[Problem details]: Where does the string "shared" appear in the records? Copy each line that holds it.

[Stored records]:

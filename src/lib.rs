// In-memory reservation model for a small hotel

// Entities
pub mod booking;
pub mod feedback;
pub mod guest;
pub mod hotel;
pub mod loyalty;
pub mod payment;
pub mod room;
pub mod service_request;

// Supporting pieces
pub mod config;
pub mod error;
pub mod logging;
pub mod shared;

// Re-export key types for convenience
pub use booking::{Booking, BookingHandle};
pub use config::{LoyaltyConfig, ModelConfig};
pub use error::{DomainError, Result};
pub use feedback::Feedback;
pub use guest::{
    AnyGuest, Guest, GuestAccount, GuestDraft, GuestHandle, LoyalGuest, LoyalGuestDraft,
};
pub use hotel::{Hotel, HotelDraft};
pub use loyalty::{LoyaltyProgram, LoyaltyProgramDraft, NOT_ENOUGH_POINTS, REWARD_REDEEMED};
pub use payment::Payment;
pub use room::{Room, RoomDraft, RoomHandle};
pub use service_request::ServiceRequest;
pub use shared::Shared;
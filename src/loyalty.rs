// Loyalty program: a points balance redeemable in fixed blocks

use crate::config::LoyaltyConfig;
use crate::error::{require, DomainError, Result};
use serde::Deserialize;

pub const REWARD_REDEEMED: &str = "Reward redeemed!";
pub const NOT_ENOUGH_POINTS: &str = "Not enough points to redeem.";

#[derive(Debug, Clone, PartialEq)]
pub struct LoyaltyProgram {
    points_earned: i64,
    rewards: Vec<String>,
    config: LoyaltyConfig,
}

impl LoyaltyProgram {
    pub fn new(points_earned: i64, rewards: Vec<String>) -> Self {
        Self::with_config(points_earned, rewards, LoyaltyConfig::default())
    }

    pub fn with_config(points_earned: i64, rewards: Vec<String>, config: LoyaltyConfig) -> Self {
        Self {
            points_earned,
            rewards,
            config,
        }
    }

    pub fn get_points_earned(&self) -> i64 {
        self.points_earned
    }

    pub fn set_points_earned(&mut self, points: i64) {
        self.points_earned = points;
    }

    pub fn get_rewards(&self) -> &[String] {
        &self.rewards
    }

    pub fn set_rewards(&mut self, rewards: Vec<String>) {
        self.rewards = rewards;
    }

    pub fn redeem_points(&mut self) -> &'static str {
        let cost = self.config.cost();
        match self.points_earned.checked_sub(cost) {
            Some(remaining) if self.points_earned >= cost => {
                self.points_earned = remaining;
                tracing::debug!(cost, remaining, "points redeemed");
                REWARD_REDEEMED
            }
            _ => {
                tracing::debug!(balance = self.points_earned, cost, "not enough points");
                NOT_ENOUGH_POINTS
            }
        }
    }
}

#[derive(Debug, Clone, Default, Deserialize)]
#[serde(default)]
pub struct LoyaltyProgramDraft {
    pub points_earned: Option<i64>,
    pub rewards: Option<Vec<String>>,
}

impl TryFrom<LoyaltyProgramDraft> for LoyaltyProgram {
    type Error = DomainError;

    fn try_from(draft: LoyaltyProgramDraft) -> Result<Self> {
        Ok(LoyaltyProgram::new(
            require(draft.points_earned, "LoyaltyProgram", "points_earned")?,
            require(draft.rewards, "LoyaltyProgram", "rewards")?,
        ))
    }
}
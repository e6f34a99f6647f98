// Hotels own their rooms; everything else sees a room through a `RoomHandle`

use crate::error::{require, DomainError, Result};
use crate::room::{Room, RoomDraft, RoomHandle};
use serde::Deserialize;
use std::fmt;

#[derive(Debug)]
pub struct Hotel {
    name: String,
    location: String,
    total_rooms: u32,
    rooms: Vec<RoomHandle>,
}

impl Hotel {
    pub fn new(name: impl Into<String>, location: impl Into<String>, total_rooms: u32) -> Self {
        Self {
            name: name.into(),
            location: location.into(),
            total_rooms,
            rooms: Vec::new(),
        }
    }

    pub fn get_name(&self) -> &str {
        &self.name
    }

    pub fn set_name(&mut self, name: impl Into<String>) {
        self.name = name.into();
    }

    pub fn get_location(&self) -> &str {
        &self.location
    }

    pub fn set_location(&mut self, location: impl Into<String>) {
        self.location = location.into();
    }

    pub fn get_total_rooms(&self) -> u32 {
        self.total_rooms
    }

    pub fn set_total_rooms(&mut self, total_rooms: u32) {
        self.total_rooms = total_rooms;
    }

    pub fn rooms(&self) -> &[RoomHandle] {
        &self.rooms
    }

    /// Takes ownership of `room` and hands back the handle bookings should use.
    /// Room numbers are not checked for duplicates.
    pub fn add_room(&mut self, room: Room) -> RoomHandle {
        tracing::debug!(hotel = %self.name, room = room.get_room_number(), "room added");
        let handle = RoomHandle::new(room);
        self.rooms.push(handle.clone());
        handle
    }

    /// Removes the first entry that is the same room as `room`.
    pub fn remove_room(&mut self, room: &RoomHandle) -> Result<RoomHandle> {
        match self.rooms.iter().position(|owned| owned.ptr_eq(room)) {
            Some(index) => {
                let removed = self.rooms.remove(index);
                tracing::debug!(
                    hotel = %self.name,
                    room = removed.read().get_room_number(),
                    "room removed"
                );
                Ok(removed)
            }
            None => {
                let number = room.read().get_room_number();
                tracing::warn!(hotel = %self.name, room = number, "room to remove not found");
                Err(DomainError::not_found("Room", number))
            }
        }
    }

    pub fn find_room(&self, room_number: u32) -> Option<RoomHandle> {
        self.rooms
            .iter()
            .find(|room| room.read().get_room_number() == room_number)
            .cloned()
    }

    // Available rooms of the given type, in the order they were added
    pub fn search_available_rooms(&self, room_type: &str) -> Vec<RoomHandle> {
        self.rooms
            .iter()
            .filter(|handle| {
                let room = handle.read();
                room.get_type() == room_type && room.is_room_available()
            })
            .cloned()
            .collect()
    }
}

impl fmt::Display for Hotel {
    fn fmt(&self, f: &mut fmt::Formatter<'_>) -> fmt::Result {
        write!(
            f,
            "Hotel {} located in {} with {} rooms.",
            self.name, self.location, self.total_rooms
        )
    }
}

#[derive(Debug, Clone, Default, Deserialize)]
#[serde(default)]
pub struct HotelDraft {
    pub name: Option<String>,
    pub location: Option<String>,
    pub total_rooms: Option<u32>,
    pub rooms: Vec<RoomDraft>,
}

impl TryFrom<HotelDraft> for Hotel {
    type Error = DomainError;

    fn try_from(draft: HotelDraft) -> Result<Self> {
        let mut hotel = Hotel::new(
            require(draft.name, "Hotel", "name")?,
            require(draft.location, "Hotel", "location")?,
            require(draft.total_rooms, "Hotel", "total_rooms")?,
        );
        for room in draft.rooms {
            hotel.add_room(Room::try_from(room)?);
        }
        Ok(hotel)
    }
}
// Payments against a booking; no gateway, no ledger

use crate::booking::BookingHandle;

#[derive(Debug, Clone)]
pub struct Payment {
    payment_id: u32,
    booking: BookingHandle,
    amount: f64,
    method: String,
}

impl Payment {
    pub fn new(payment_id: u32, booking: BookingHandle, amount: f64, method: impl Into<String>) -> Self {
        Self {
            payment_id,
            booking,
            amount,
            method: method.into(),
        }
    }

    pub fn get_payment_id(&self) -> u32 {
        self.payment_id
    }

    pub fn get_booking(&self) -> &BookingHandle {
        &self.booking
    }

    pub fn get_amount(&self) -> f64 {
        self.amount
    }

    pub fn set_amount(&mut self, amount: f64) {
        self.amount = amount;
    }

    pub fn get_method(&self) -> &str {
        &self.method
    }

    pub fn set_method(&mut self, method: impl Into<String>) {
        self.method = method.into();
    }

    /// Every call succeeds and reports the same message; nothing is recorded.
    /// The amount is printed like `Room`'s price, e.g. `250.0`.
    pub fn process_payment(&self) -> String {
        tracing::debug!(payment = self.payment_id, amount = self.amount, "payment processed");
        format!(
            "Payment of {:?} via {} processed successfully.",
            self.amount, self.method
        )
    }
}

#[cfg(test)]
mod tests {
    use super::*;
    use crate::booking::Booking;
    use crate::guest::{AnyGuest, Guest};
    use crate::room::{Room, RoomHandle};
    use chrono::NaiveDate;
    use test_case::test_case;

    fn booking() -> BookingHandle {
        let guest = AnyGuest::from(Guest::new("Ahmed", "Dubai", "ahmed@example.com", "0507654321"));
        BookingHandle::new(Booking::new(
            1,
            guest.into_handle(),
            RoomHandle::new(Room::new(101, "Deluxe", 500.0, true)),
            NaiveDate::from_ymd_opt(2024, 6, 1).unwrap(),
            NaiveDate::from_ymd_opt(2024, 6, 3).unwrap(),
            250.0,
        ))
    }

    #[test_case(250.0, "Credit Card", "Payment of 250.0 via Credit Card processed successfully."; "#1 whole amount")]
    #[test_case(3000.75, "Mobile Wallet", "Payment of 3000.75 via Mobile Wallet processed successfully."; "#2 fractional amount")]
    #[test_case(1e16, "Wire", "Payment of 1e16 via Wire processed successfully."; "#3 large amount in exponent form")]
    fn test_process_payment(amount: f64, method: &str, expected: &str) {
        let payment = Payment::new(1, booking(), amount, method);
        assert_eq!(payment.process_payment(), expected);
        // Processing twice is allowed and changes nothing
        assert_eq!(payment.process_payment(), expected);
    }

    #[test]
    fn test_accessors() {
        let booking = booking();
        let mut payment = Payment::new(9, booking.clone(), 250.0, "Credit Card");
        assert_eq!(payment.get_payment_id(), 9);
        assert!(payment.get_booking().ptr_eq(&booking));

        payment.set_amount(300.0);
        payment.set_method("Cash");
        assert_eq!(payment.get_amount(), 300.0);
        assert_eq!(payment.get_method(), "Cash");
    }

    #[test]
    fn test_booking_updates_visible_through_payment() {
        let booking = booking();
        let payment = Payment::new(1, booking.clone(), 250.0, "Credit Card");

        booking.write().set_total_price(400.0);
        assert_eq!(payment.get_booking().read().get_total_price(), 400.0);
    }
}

[Finished exercise]:
pub mod shared;
pub use shared::Shared;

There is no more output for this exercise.